Below are entries. Copy exactly the lines running from the line that holds "filename crates/reel-media/src/lib.rs" to the line that holds "pub mod visual;", with both ends included.

(Stored data)
*** Block opens ***

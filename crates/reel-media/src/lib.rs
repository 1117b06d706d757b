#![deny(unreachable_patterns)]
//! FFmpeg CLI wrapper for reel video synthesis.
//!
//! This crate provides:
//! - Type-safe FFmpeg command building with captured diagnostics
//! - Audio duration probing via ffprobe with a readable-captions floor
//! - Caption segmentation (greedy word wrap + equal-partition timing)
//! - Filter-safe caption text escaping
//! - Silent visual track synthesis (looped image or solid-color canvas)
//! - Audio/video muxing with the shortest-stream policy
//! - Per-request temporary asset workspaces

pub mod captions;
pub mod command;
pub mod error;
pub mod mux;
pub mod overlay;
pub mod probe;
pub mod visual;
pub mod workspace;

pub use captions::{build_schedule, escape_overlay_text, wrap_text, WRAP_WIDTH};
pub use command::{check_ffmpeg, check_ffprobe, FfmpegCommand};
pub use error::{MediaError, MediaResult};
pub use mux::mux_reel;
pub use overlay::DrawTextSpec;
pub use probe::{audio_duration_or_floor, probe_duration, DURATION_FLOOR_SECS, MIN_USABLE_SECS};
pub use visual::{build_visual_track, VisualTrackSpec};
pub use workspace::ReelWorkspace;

*** Block closes ***
*** Block opens ***

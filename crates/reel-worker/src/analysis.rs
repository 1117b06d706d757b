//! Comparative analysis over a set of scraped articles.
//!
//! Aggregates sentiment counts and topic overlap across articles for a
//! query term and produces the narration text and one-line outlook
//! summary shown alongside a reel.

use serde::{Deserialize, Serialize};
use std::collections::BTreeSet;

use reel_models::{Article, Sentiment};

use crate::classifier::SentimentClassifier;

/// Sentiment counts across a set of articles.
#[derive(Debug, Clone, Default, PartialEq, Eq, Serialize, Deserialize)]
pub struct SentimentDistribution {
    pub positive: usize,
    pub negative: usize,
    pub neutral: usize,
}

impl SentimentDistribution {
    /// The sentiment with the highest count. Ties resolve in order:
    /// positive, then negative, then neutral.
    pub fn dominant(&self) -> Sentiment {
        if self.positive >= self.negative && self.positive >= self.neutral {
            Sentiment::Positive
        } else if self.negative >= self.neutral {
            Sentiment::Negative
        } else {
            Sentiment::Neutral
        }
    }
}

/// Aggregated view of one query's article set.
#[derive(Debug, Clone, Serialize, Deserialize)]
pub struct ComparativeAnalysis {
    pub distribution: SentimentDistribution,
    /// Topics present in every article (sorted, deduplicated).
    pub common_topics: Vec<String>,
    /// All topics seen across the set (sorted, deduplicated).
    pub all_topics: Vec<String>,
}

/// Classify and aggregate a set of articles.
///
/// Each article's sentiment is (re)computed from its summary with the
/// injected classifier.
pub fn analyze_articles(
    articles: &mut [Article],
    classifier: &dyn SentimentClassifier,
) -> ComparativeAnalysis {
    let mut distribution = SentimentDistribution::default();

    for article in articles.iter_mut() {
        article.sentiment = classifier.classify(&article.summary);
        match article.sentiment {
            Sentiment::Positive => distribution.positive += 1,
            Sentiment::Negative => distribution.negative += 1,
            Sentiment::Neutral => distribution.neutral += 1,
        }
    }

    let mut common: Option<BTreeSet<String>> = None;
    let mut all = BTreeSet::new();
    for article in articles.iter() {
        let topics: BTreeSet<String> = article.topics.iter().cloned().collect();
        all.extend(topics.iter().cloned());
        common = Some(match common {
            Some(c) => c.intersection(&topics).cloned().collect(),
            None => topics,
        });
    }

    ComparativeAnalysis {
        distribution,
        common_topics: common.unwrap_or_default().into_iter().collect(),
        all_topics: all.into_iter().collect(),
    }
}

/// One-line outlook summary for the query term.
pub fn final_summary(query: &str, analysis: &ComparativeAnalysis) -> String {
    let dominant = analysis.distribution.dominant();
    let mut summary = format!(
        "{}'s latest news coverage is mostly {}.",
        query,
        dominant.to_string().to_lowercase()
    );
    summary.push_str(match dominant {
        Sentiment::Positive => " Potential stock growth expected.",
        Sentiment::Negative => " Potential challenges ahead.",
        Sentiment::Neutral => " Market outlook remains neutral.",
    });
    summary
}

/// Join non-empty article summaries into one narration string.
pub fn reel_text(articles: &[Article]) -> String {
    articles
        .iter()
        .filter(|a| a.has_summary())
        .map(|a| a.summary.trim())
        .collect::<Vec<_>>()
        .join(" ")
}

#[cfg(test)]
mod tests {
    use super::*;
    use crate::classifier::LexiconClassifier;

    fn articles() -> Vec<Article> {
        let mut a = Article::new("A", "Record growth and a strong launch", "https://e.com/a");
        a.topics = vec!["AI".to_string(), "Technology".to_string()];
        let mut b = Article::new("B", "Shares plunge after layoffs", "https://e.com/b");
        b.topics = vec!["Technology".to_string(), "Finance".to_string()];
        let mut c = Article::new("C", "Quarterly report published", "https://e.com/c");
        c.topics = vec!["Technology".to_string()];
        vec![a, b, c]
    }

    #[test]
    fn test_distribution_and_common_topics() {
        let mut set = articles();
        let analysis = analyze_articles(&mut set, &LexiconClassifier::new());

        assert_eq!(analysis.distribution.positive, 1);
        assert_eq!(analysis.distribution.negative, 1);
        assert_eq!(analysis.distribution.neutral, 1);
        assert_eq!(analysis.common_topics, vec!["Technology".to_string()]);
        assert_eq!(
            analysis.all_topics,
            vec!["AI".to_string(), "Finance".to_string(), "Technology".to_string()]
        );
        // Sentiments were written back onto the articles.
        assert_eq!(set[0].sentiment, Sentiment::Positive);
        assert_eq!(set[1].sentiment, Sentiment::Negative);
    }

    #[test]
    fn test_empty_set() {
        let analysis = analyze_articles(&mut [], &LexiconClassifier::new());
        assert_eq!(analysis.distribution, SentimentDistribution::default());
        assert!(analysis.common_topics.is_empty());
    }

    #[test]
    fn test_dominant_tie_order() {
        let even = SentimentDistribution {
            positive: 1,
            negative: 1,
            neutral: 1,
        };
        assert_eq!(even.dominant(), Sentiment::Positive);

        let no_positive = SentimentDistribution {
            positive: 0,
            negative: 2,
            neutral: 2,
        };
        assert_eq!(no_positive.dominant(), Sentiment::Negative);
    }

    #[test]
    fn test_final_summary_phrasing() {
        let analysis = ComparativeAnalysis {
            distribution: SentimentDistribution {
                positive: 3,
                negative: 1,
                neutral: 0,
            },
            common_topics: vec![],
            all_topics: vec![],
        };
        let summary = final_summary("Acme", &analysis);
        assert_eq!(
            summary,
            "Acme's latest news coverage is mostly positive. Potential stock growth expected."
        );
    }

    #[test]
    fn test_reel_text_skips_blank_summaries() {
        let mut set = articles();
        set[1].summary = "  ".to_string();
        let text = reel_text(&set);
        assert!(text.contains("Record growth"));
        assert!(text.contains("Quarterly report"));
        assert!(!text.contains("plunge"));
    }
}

*** Block closes ***

**Task output:**
filename crates/reel-media/src/lib.rs
repository 1117b06d706d757b
#![deny(unreachable_patterns)]
//! FFmpeg CLI wrapper for reel video synthesis.
//!
//! This crate provides:
//! - Type-safe FFmpeg command building with captured diagnostics
//! - Audio duration probing via ffprobe with a readable-captions floor
//! - Caption segmentation (greedy word wrap + equal-partition timing)
//! - Filter-safe caption text escaping
//! - Silent visual track synthesis (looped image or solid-color canvas)
//! - Audio/video muxing with the shortest-stream policy
//! - Per-request temporary asset workspaces

pub mod captions;
pub mod command;
pub mod error;
pub mod mux;
pub mod overlay;
pub mod probe;
pub mod visual;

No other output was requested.